◆ **ACTIVITY**: Take the entries below and retype them exactly.

◆ **Saved data entries**:
• • • •

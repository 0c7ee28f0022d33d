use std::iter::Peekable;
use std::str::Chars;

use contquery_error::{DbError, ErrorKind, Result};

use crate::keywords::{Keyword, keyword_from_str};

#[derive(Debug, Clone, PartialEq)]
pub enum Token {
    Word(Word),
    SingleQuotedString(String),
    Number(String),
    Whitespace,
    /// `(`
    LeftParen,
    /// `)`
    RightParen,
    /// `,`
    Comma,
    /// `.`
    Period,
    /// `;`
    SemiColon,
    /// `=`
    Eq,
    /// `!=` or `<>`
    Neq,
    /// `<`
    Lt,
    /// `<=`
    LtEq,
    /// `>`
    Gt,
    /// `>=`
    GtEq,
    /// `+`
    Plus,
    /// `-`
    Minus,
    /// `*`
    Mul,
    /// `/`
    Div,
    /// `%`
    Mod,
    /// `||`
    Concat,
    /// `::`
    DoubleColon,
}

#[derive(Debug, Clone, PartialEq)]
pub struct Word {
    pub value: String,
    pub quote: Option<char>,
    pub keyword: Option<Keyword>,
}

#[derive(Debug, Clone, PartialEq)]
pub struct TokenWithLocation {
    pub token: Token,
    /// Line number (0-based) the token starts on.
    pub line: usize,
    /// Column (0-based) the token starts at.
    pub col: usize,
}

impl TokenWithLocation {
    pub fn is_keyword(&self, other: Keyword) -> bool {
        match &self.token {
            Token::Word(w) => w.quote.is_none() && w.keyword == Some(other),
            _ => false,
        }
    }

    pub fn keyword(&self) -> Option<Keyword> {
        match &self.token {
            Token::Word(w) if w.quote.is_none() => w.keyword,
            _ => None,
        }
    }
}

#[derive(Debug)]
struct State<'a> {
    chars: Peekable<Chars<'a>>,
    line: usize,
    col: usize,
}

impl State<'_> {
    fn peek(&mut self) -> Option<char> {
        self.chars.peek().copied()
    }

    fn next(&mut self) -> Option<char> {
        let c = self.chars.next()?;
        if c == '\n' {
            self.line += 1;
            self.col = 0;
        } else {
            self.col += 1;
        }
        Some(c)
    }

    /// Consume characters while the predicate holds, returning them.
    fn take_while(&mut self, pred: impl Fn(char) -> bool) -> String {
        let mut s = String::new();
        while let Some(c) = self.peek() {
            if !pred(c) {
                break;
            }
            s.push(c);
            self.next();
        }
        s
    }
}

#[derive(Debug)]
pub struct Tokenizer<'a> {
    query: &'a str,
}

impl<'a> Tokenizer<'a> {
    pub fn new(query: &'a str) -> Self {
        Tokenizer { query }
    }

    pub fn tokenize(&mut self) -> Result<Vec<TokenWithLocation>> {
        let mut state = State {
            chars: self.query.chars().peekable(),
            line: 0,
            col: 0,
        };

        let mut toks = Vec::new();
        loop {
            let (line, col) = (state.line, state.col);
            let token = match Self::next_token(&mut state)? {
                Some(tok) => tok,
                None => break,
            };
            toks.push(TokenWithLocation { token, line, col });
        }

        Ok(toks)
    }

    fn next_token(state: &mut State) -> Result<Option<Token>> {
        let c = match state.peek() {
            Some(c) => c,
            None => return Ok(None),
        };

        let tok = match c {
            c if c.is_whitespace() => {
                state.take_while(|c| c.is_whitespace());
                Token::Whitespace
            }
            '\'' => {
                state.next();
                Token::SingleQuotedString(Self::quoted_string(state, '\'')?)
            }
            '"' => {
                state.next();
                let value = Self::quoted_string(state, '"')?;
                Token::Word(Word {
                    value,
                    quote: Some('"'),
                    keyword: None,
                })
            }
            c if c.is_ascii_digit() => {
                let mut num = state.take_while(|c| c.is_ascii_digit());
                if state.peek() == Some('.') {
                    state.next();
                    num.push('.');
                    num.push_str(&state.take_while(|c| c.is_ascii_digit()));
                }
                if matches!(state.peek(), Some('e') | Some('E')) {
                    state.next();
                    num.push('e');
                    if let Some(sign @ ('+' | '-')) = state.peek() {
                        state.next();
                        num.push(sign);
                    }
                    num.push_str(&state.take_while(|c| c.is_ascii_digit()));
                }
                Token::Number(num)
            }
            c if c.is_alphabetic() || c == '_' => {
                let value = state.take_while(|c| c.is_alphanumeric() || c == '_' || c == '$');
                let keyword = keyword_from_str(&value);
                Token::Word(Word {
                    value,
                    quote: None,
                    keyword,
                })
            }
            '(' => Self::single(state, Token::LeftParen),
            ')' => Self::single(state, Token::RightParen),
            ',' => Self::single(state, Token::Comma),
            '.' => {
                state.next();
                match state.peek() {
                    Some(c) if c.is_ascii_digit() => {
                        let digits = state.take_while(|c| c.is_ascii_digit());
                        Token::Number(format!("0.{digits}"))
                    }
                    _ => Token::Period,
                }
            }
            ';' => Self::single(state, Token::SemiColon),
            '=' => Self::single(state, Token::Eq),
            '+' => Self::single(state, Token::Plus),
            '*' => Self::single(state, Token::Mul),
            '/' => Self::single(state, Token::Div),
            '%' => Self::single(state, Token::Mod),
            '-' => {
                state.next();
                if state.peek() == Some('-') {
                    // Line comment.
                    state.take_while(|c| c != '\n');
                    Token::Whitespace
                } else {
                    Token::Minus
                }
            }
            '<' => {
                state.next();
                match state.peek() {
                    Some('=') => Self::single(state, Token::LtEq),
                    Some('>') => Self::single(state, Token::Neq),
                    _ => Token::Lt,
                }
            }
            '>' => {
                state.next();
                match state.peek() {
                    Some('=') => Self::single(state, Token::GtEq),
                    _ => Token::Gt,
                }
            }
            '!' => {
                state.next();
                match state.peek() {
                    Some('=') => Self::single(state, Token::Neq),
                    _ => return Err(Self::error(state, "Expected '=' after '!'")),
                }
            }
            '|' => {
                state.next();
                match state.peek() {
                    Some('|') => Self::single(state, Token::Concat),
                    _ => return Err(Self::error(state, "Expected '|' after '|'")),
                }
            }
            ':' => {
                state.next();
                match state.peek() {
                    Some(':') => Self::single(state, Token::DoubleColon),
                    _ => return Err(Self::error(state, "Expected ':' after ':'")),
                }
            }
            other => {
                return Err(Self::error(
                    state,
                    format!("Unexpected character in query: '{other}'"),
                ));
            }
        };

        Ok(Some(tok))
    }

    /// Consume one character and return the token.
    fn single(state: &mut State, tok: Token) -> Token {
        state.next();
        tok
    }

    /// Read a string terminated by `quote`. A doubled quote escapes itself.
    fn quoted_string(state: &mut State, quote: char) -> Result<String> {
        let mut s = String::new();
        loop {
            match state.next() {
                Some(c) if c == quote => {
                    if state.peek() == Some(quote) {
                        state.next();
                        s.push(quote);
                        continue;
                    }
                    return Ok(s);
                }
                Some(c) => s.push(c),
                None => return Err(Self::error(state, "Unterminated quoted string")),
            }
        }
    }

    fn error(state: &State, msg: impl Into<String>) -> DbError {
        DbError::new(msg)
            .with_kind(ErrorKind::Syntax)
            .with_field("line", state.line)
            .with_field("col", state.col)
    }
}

• • • •

◆ **EXERCISE RESPONSE**:
repository 0c7ee28f0022d33d
use std::iter::Peekable;
use std::str::Chars;

use contquery_error::{DbError, ErrorKind, Result};

use crate::keywords::{Keyword, keyword_from_str};

#[derive(Debug, Clone, PartialEq)]
pub enum Token {
    Word(Word),
    SingleQuotedString(String),
    Number(String),
    Whitespace,
    /// `(`
    LeftParen,
    /// `)`
    RightParen,
    /// `,`
    Comma,
    /// `.`
    Period,
    /// `;`
    SemiColon,
    /// `=`
    Eq,
    /// `!=` or `<>`
    Neq,
    /// `<`
    Lt,
    /// `<=`
    LtEq,
    /// `>`
    Gt,
    /// `>=`
    GtEq,
    /// `+`
    Plus,
    /// `-`
    Minus,
    /// `*`
    Mul,
    /// `/`
    Div,
    /// `%`
    Mod,
    /// `||`
    Concat,
    /// `::`
    DoubleColon,
}

#[derive(Debug, Clone, PartialEq)]
pub struct Word {
    pub value: String,
    pub quote: Option<char>,
    pub keyword: Option<Keyword>,
}

#[derive(Debug, Clone, PartialEq)]
pub struct TokenWithLocation {
    pub token: Token,
    /// Line number (0-based) the token starts on.
    pub line: usize,
    /// Column (0-based) the token starts at.
    pub col: usize,
}

impl TokenWithLocation {
    pub fn is_keyword(&self, other: Keyword) -> bool {
        match &self.token {
            Token::Word(w) => w.quote.is_none() && w.keyword == Some(other),
            _ => false,
        }
    }

    pub fn keyword(&self) -> Option<Keyword> {
        match &self.token {
            Token::Word(w) if w.quote.is_none() => w.keyword,
            _ => None,
        }
    }
}

#[derive(Debug)]
struct State<'a> {
    chars: Peekable<Chars<'a>>,
    line: usize,
    col: usize,
}

impl State<'_> {
    fn peek(&mut self) -> Option<char> {
        self.chars.peek().copied()
    }

    fn next(&mut self) -> Option<char> {
        let c = self.chars.next()?;
        if c == '\n' {
            self.line += 1;
            self.col = 0;
        } else {
            self.col += 1;
        }
        Some(c)
    }

    /// Consume characters while the predicate holds, returning them.
    fn take_while(&mut self, pred: impl Fn(char) -> bool) -> String {
        let mut s = String::new();
        while let Some(c) = self.peek() {
            if !pred(c) {
                break;
            }
            s.push(c);
            self.next();
        }
        s
    }
}

#[derive(Debug)]
pub struct Tokenizer<'a> {
    query: &'a str,
}

impl<'a> Tokenizer<'a> {
    pub fn new(query: &'a str) -> Self {
        Tokenizer { query }
    }

    pub fn tokenize(&mut self) -> Result<Vec<TokenWithLocation>> {
        let mut state = State {
            chars: self.query.chars().peekable(),
            line: 0,
            col: 0,
        };

        let mut toks = Vec::new();
        loop {
            let (line, col) = (state.line, state.col);
            let token = match Self::next_token(&mut state)? {
                Some(tok) => tok,
                None => break,
            };
            toks.push(TokenWithLocation { token, line, col });
        }

        Ok(toks)
    }

    fn next_token(state: &mut State) -> Result<Option<Token>> {
        let c = match state.peek() {
            Some(c) => c,
            None => return Ok(None),
        };

        let tok = match c {
            c if c.is_whitespace() => {
                state.take_while(|c| c.is_whitespace());
                Token::Whitespace
            }
            '\'' => {
                state.next();
                Token::SingleQuotedString(Self::quoted_string(state, '\'')?)
            }
            '"' => {
                state.next();
                let value = Self::quoted_string(state, '"')?;
                Token::Word(Word {
                    value,
                    quote: Some('"'),
                    keyword: None,
                })
            }
            c if c.is_ascii_digit() => {
                let mut num = state.take_while(|c| c.is_ascii_digit());
                if state.peek() == Some('.') {
                    state.next();
                    num.push('.');
                    num.push_str(&state.take_while(|c| c.is_ascii_digit()));
                }
                if matches!(state.peek(), Some('e') | Some('E')) {
                    state.next();
                    num.push('e');
                    if let Some(sign @ ('+' | '-')) = state.peek() {
                        state.next();
                        num.push(sign);
                    }
                    num.push_str(&state.take_while(|c| c.is_ascii_digit()));
                }
                Token::Number(num)
            }
            c if c.is_alphabetic() || c == '_' => {
                let value = state.take_while(|c| c.is_alphanumeric() || c == '_' || c == '$');
                let keyword = keyword_from_str(&value);
                Token::Word(Word {
                    value,
                    quote: None,
                    keyword,
                })
            }
            '(' => Self::single(state, Token::LeftParen),
            ')' => Self::single(state, Token::RightParen),
            ',' => Self::single(state, Token::Comma),
            '.' => {
                state.next();
                match state.peek() {
                    Some(c) if c.is_ascii_digit() => {
                        let digits = state.take_while(|c| c.is_ascii_digit());
                        Token::Number(format!("0.{digits}"))
                    }
                    _ => Token::Period,
                }
            }
            ';' => Self::single(state, Token::SemiColon),
            '=' => Self::single(state, Token::Eq),
            '+' => Self::single(state, Token::Plus),
            '*' => Self::single(state, Token::Mul),
            '/' => Self::single(state, Token::Div),
            '%' => Self::single(state, Token::Mod),
            '-' => {
                state.next();
                if state.peek() == Some('-') {
                    // Line comment.
                    state.take_while(|c| c != '\n');
                    Token::Whitespace
                } else {
                    Token::Minus
                }
            }
            '<' => {
                state.next();
                match state.peek() {
                    Some('=') => Self::single(state, Token::LtEq),
                    Some('>') => Self::single(state, Token::Neq),
                    _ => Token::Lt,
                }
            }
            '>' => {
                state.next();
                match state.peek() {
                    Some('=') => Self::single(state, Token::GtEq),
                    _ => Token::Gt,
                }
            }
            '!' => {
                state.next();
                match state.peek() {
                    Some('=') => Self::single(state, Token::Neq),
                    _ => return Err(Self::error(state, "Expected '=' after '!'")),
                }
            }
            '|' => {
                state.next();
                match state.peek() {
                    Some('|') => Self::single(state, Token::Concat),
                    _ => return Err(Self::error(state, "Expected '|' after '|'")),
                }
            }
            ':' => {
                state.next();
                match state.peek() {
                    Some(':') => Self::single(state, Token::DoubleColon),
                    _ => return Err(Self::error(state, "Expected ':' after ':'")),
                }
            }
            other => {
                return Err(Self::error(
                    state,
                    format!("Unexpected character in query: '{other}'"),
                ));
            }
        };

        Ok(Some(tok))
    }

    /// Consume one character and return the token.
    fn single(state: &mut State, tok: Token) -> Token {
        state.next();
        tok
    }

    /// Read a string terminated by `quote`. A doubled quote escapes itself.
    fn quoted_string(state: &mut State, quote: char) -> Result<String> {
        let mut s = String::new();
        loop {
            match state.next() {
                Some(c) if c == quote => {
                    if state.peek() == Some(quote) {
                        state.next();
                        s.push(quote);
                        continue;
                    }
                    return Ok(s);
                }
                Some(c) => s.push(c),
                None => return Err(Self::error(state, "Unterminated quoted string")),
            }
        }
    }

    fn error(state: &State, msg: impl Into<String>) -> DbError {
        DbError::new(msg)
            .with_kind(ErrorKind::Syntax)
            .with_field("line", state.line)
            .with_field("col", state.col)
    }
}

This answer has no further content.